Judicex is currently v0.2.0-alpha, intended for local development and private evaluation. There is no security guarantee for shared, multi-user or internet-exposed deployments. Read this file carefully before doing anything beyond local single-user usage.

Do not open a public GitHub issue with exploit details. Instead:

1. Open a minimal private report through the repository's GitHub Security Advisories tab, or contact the maintainer through the channel listed on the GitHub profile.
2. Include: affected version, reproduction steps, impact, and any logs that do not contain private legal data.
3. Expect an acknowledgement within a reasonable time. We will coordinate disclosure once a fix is available.

If the vulnerability puts real user data at risk, please err on the side of private disclosure even if you are unsure whether it qualifies.

Judicex is designed for the following scenarios:

• A single lawyer or small team, running the app on a workstation or a private server inside the firm, against a local SQLite database.
• LLM calls go to either a local Ollama instance or a hosted provider (OpenAI / Anthropic / OpenAI-compatible) the operator has explicitly configured.

It is not designed for:

• Public, internet-exposed deployment.
• Multi-tenant SaaS hosting.
• Untrusted users sharing the same instance.
• Workloads with regulatory requirements that demand audited infrastructure (HIPAA, FINRA, etc.) without significant additional engineering.

This list is the difference between “publishing the code” and “publishing your clients”. Run it once before your first push, and again before every public push from a working repository.

• git status shows no .env and no *.db / *.sqlite* files
• git ls-files | grep -E "(memory_files|uploads|private)/" returns nothing
• git ls-files | grep -E "\\.(pdf|docx|doc|jpg|jpeg|png|webp)$" returns nothing except intentional sample files in examples/ (review them one by one)
• git log -p | grep -i -E "(api[_-]?key|secret|bearer|password)" shows no real values (sample/placeholder strings are fine)
• judicex_memory_os/ does not contain any matter-specific data
• No client name, real party name, real fiscal code or IBAN appears in tests, fixtures, or docs

If any of these fail, stop. Clean the repo (and the git history if needed: git filter-repo) before publishing.

Never commit:

• .env, .env.local, .env.production
• API keys (OPENAI_API_KEY, ANTHROPIC_API_KEY, OPENAI_COMPATIBLE_API_KEY)
• production databases or copies thereof
• private legal documents
• generated uploads under memory_files/ or uploads/

API keys should live in environment variables only. The web UI never sends them to the browser; settings stored in app_settings reference which provider is configured, not the credentials themselves.

If you accidentally committed a secret:

1. Rotate the secret immediately at the provider.
2. Rewrite history with git filter-repo (or BFG) and force-push only after verifying no other contributors are mid-PR.
3. Notify any party who might have pulled the leaked commit.
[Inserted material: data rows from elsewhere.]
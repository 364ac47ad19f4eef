use std::cell::Cell;
use std::collections::VecDeque;
use std::panic::{self, AssertUnwindSafe};
use std::sync::OnceLock;
use std::time::{Duration, Instant};

use serde_json::Value;

use crate::error::{PanelError, Result};
use crate::geometry::Size;
use crate::layout::{Align, PanelLayout};
use crate::logging::{LogLevel, event_with_fields, json_kv, json_str};
use crate::messages::{Command, Payload, Response};
use crate::metrics::ManagerMetrics;
use crate::panel::{Dialog, KeyOutcome, MenuOption, Panel};
use crate::registry::PanelStore;
use crate::render::{Decor, FrameKind, PanelRenderer};
use crate::terminal::{InputEvent, Key, Terminal, TerminalSession};

use super::config::ManagerConfig;
use super::dispatch::DispatchTable;

const LOG_TARGET: &str = "room_panels::manager";

pub const INTERRUPT_REASON: &str = "keyboard interrupt";
pub const DISCONNECT_REASON: &str = "controller disconnected";

/// Share of the screen width used by dialogs built from `Alert` commands.
const ALERT_WIDTH: f64 = 0.6;
const ALERT_HEIGHT: f64 = 0.5;

thread_local! {
    static CONTAINING: Cell<bool> = const { Cell::new(false) };
}

/// Wrap the process panic hook once so panics raised inside [`contain`]
/// stay off stderr, where they would land on top of the alternate screen.
/// Every other panic still reaches the previous hook.
fn install_quiet_hook() {
    static HOOK: OnceLock<()> = OnceLock::new();
    HOOK.get_or_init(|| {
        let previous = panic::take_hook();
        panic::set_hook(Box::new(move |info| {
            if !CONTAINING.with(Cell::get) {
                previous(info);
            }
        }));
    });
}
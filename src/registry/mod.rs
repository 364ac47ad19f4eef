//! Panel store.
//!
//! Maps controller-chosen keys to retained panels. The manager is the only
//! owner; panels are created by the controller and moved in with a `Store`
//! command.

mod core;

pub use self::core::PanelStore;
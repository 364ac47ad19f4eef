//! Counters for the manager loop, logged as periodic snapshots.

use std::time::Duration;

use serde_json::json;

use crate::logging::{LogEvent, LogFields, LogLevel};

#[derive(Debug, Default, Clone)]
pub struct ManagerMetrics {
    keys: u64,
    commands: u64,
    renders: u64,
    alerts: u64,
    resizes: u64,
}

impl ManagerMetrics {
    pub fn new() -> Self {
        Self::default()
    }

    pub fn record_key(&mut self) {
        self.keys = self.keys.saturating_add(1);
    }

    pub fn record_command(&mut self) {
        self.commands = self.commands.saturating_add(1);
    }

    pub fn record_render(&mut self) {
        self.renders = self.renders.saturating_add(1);
    }

    pub fn record_alert(&mut self) {
        self.alerts = self.alerts.saturating_add(1);
    }

    pub fn record_resize(&mut self) {
        self.resizes = self.resizes.saturating_add(1);
    }

    pub fn snapshot(&self, uptime: Duration) -> MetricSnapshot {
        MetricSnapshot {
            uptime_ms: uptime.as_millis() as u64,
            keys: self.keys,
            commands: self.commands,
            renders: self.renders,
            alerts: self.alerts,
            resizes: self.resizes,
        }
    }
}

#[derive(Debug, Clone, PartialEq, Eq)]
pub struct MetricSnapshot {
    pub uptime_ms: u64,
    pub keys: u64,
    pub commands: u64,
    pub renders: u64,
    pub alerts: u64,
    pub resizes: u64,
}

impl MetricSnapshot {
    pub fn as_fields(&self) -> LogFields {
        let mut map = LogFields::new();
        map.insert("uptime_ms".to_string(), json!(self.uptime_ms));
        map.insert("keys".to_string(), json!(self.keys));
        map.insert("commands".to_string(), json!(self.commands));
        map.insert("renders".to_string(), json!(self.renders));
        map.insert("alerts".to_string(), json!(self.alerts));
        map.insert("resizes".to_string(), json!(self.resizes));
        map
    }

    pub fn to_log_event(&self, target: &str) -> LogEvent {
        LogEvent::with_fields(LogLevel::Info, target, "manager_metrics", self.as_fields())
    }
}

#[cfg(test)]
mod tests {
    use super::*;

    #[test]
    fn snapshot_reports_counters() {
        let mut metrics = ManagerMetrics::new();
        metrics.record_key();
        metrics.record_key();
        metrics.record_command();
        metrics.record_alert();
        let snapshot = metrics.snapshot(Duration::from_millis(1500));
        assert_eq!(snapshot.keys, 2);
        assert_eq!(snapshot.commands, 1);
        assert_eq!(snapshot.renders, 0);

        let event = snapshot.to_log_event("room_panels::manager.metrics");
        assert_eq!(event.message, "manager_metrics");
        assert_eq!(event.field("uptime_ms"), Some(&json!(1500)));
        assert_eq!(event.field("alerts"), Some(&json!(1)));
    }
}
Do not expose the Flask development server directly to the internet. If you want to share a Judicex instance inside your firm, you need at minimum:

• a real WSGI server (gunicorn / uwsgi) behind a reverse proxy (nginx / Caddy)
• HTTPS termination with a real certificate
• network-level access control (VPN or firewalled subnet)
• authentication in front of the app — Judicex's local password gate is not a multi-user auth system
• per-matter authorization if multiple users will share the instance
• rate limiting on the API endpoints
• upload validation and antivirus scanning if untrusted users can upload
• a backup and restore policy with off-host copies
• a secret manager for .env (Vault, AWS Secrets Manager, etc.)
• log rotation and an audit-log retention policy

These are explicitly out of scope for v0.2 as bundled features, but required for any production-style deployment.

If you process personal data of EU data subjects, or data covered by attorney-client privilege:

• Keep matter data on infrastructure under your control.
• Configure Ollama or another local provider so that prompts and answers never leave your perimeter.
• Document, with your DPO if applicable, the LLM provider and the data-flow, especially before enabling a hosted provider.
• Honour data-subject deletion requests by removing matter rows and associated memory_files/ entries; agent memory should be reviewed separately because it may reference personal data even when the matter is closed.

• The grounded answer engine reduces hallucinations but cannot eliminate them. Always verify outputs against the cited sources before relying on them in a professional context.
• Workflow packs encode requirements as authored. Verify the pack version against current law for your jurisdiction.
• The OCR pipeline depends on the Ollama OCR model you configure; quality varies with the model and document.

See DISCLAIMER.md. Judicex does not provide legal advice and does not replace a qualified legal professional.